L’Agenzia delle entrate ha impugnato la sentenza d’appello lamentando violazione e falsa applicazione dell’art. 12 comma 7 della legge n. 212 del 2000, nella parte in cui il giudice di merito ha erroneamente escluso che la messa in liquidazione della società contribuente possa costituire valida ragione per emettere l’atto impositivo prima del decorso del termine dilatorio del citato art. 12.
I giudici di legittimità hanno ritenuto infondato il motivo e rigettato il ricorso presentato dall’Ufficio erariale.
In tema di garanzie del contribuente, la Corte di cassazione ha sempre affermato come sia onere dell’Amministrazione offrire, come giustificazione dell’urgenza di emettere anticipatamente l’atto impositivo rispetto al termine previsto dallo Statuto dei diritti del contribuente, la prova - in base a fatti concreti e precisi - che ciò dipenda da fattori ad essa non imputabili, che hanno inciso al punto da rendere comunque necessaria l’attivazione dell’accertamento, pena la dissoluzione della finalità di recupero delle imposte non versate.
In altre parole le ragioni di urgenza che, se sussistenti e provate dall’amministrazione finanziaria, consentono l’inosservanza del termine dilatorio devono consistere in elementi di fatto che esulano dalla sfera dell’ente impositore e fuoriescono dalla sua diretta responsabilità.
Resta da chiarire se lo stato di liquidazione della società rappresenti un fatto tale da giustificare l’emissione anticipata dell’atto. Alla questione la Corte di cassazione ha risposto negativamente affermando a chiare lettere che la messa in liquidazione della società non rappresenta un valido motivo per l’emissione dell’atto impositivo ante tempus.
In effetti, con la riforma del diritto societario, all’estinzione della società, di persone o di capitali, conseguente alla cancellazione dal registro delle imprese, non corrisponde il venir meno di ogni rapporto giuridico facente capo alla società medesima, determinandosi un fenomeno di tipo successorio, in virtù del quale l’obbligazione della società non si estingue, ma si trasferisce ai soci, i quali ne rispondono, nei limiti di quanto riscosso a seguito della liquidazione o illimitatamente, a seconda che fossero limitatamente o illimitatamente responsabili per i debiti sociali.
Inoltre, deve comunque ritenersi valida la notifica dell’avviso di accertamento effettuata a mani dei soci dopo l’estinzione della società a seguito di cancellazione dal registro delle imprese.

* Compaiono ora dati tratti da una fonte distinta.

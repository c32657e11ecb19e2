//! Per-worker datagram buffer pool
//!
//! Each worker thread owns a pool of identically sized, page-aligned
//! buffers that hold incoming and outgoing datagrams (or GRO/GSO batches
//! thereof). In the default configuration individual buffers fit the
//! worker CPU's L1 cache and the whole pool fits an even share of its L2.
//!
//! Allocation never blocks: once the pool is exhausted, `allocate`
//! returns `None` as a back-pressure signal and the caller must wait for
//! outstanding operations to liberate their buffers.

use std::ptr::NonNull;
use std::sync::Arc;

use udipe_core::constants::MAX_BUFFERS;
use udipe_core::{fatal, udebug, uinfo, uwarn, BitArray};

use crate::memory::{round_up_to_page, RealtimeRegion};
use crate::topology::CacheSizes;

/// Cache-share guesses for hosts without topology information
const FALLBACK_L1_SHARE: usize = 32 * 1024;
const FALLBACK_L2_SHARE: usize = 1024 * 1024;

/// Tunable buffer parameters for one worker thread (0 = auto)
#[derive(Debug, Clone, Copy, Default, PartialEq, Eq)]
pub struct BufferConfig {
    /// Size of an individual buffer in bytes, rounded up to a page
    /// multiple; 0 picks 80 % of the worker CPU's L1 share
    pub buffer_size: usize,

    /// Number of buffers in the pool, at most [`MAX_BUFFERS`]; 0 sizes the
    /// pool to an even share of the worker CPU's L2
    pub buffer_count: usize,
}

/// Per-worker configuration callback
///
/// Invoked by each worker thread on startup with its worker index, so it
/// must be thread-safe. Useful on systems with heterogeneous cores.
pub type BufferConfigurator = Arc<dyn Fn(usize) -> BufferConfig + Send + Sync>;

/// Fixed pool of page-aligned datagram buffers
pub struct BufferPool {
    pool: RealtimeRegion,
    config: BufferConfig,
    /// Bit i set = buffer i is available
    availability: BitArray,
}

impl BufferPool {
    /// Build the pool for one worker thread
    ///
    /// `cpu` is the CPU the worker runs on, used for cache-aware default
    /// sizing through the `cache` capability.
    pub fn new(
        worker: usize,
        cpu: usize,
        configurator: Option<&BufferConfigurator>,
        cache: &dyn CacheSizes,
    ) -> BufferPool {
        let mut config = match configurator {
            Some(callback) => callback(worker),
            None => BufferConfig::default(),
        };
        finish_configuration(&mut config, cpu, cache);

        let pool = RealtimeRegion::allocate(config.buffer_size * config.buffer_count);
        let mut availability = BitArray::new(config.buffer_count);
        availability.range_set(0, config.buffer_count, true);

        BufferPool {
            pool,
            config,
            availability,
        }
    }

    #[inline]
    pub fn buffer_size(&self) -> usize {
        self.config.buffer_size
    }

    #[inline]
    pub fn buffer_count(&self) -> usize {
        self.config.buffer_count
    }

    /// Number of currently available buffers
    pub fn available(&self) -> usize {
        self.availability.count(true)
    }

    /// Take a free buffer, or `None` when the pool is exhausted
    ///
    /// `None` is the back-pressure signal: the caller should complete
    /// outstanding operations before retrying. Never blocks.
    pub fn allocate(&mut self) -> Option<NonNull<u8>> {
        let idx = self.availability.find_first(true)?;
        self.availability.set(idx, false);
        let ptr = unsafe { self.pool.as_ptr().add(idx * self.config.buffer_size) };
        NonNull::new(ptr)
    }

    /// Return a buffer previously obtained from [`BufferPool::allocate`]
    pub fn liberate(&mut self, buffer: NonNull<u8>) {
        let base = self.pool.as_ptr() as usize;
        let addr = buffer.as_ptr() as usize;
        assert!(addr >= base && addr < base + self.pool.len());
        let offset = addr - base;
        assert_eq!(offset % self.config.buffer_size, 0);
        let idx = offset / self.config.buffer_size;
        assert!(!self.availability.get(idx), "buffer liberated twice");

        // Zero on liberation in debug builds to flush out stale reads
        #[cfg(debug_assertions)]
        unsafe {
            std::ptr::write_bytes(buffer.as_ptr(), 0, self.config.buffer_size);
        }

        self.availability.set(idx, true);
    }
}

impl Drop for BufferPool {
    fn drop(&mut self) {
        let live = self.config.buffer_count - self.availability.count(true);
        if live != 0 {
            fatal!(
                "buffer pool finalised with {} buffer(s) still allocated",
                live
            );
        }
    }
}

/// Replace placeholder zeroes with cache-derived defaults and round the
/// buffer size up to a page multiple
fn finish_configuration(config: &mut BufferConfig, cpu: usize, cache: &dyn CacheSizes) {
    if config.buffer_size == 0 {
        let l1 = cache.l1_data_share(cpu).unwrap_or(FALLBACK_L1_SHARE);
        // 80% safety factor keeps one buffer plus worker state inside L1
        config.buffer_size = l1 * 8 / 10;
        udebug!("auto buffer size from L1 share {}: {}", l1, config.buffer_size);
    }
    config.buffer_size = round_up_to_page(config.buffer_size);
    uinfo!("selected a buffer size of {} bytes", config.buffer_size);

    if config.buffer_count == 0 {
        let l2 = cache.l2_share(cpu).unwrap_or(FALLBACK_L2_SHARE);
        config.buffer_count = l2.div_ceil(config.buffer_size).max(1);
        if config.buffer_count > MAX_BUFFERS {
            uwarn!(
                "auto-configuration suggests {} buffers but only {} are \
                 supported, sticking with the maximum",
                config.buffer_count,
                MAX_BUFFERS
            );
            config.buffer_count = MAX_BUFFERS;
        } else {
            uinfo!("will allocate a pool of {} buffers", config.buffer_count);
        }
    } else if config.buffer_count > MAX_BUFFERS {
        fatal!(
            "buffer_count {} exceeds the supported maximum of {}",
            config.buffer_count,
            MAX_BUFFERS
        );
    }
}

Ne deriva che lo stato di liquidazione della società – antecedente alla sua estinzione - non preclude l’attività di accertamento né la soddisfazione delle eventuali ragioni creditorie dell’Ufficio.
Nel caso di specie la CTR ha dato corretta attuazione ai principi suesposti, affermando come la messa in liquidazione della società contribuente non avrebbe fatto venir meno i poteri di accertamento se questi fossero stati debitamente esercitati. Da qui l’illegittimità dell’intero avviso di accertamento.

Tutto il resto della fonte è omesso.